### Goal of the exercise
Repeat the lines of the listing below exactly, starting at the line that contains "use crate::interp::RuntimeError;" and running through the last line, both included, and only those.

### Supplied data
//! Crate-level error type for loading and running programs

use crate::interp::RuntimeError;
use thiserror::Error;

/// Result type alias
pub type Result<T> = std::result::Result<T, Error>;

/// Error raised around a run: reading inputs, decoding them, or the run itself
#[derive(Debug, Error)]
pub enum Error {
    #[error("IO error: {0}")]
    Io(#[from] std::io::Error),

    #[error("AST decode error: {0}")]
    Decode(#[from] serde_json::Error),

    #[error("config error: {0}")]
    Config(#[from] toml::de::Error),

    #[error(transparent)]
    Runtime(#[from] RuntimeError),
}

### Problem solution
use crate::interp::RuntimeError;
use thiserror::Error;

/// Result type alias
pub type Result<T> = std::result::Result<T, Error>;

/// Error raised around a run: reading inputs, decoding them, or the run itself
#[derive(Debug, Error)]
pub enum Error {
    #[error("IO error: {0}")]
    Io(#[from] std::io::Error),

    #[error("AST decode error: {0}")]
    Decode(#[from] serde_json::Error),

    #[error("config error: {0}")]
    Config(#[from] toml::de::Error),

    #[error(transparent)]
    Runtime(#[from] RuntimeError),
}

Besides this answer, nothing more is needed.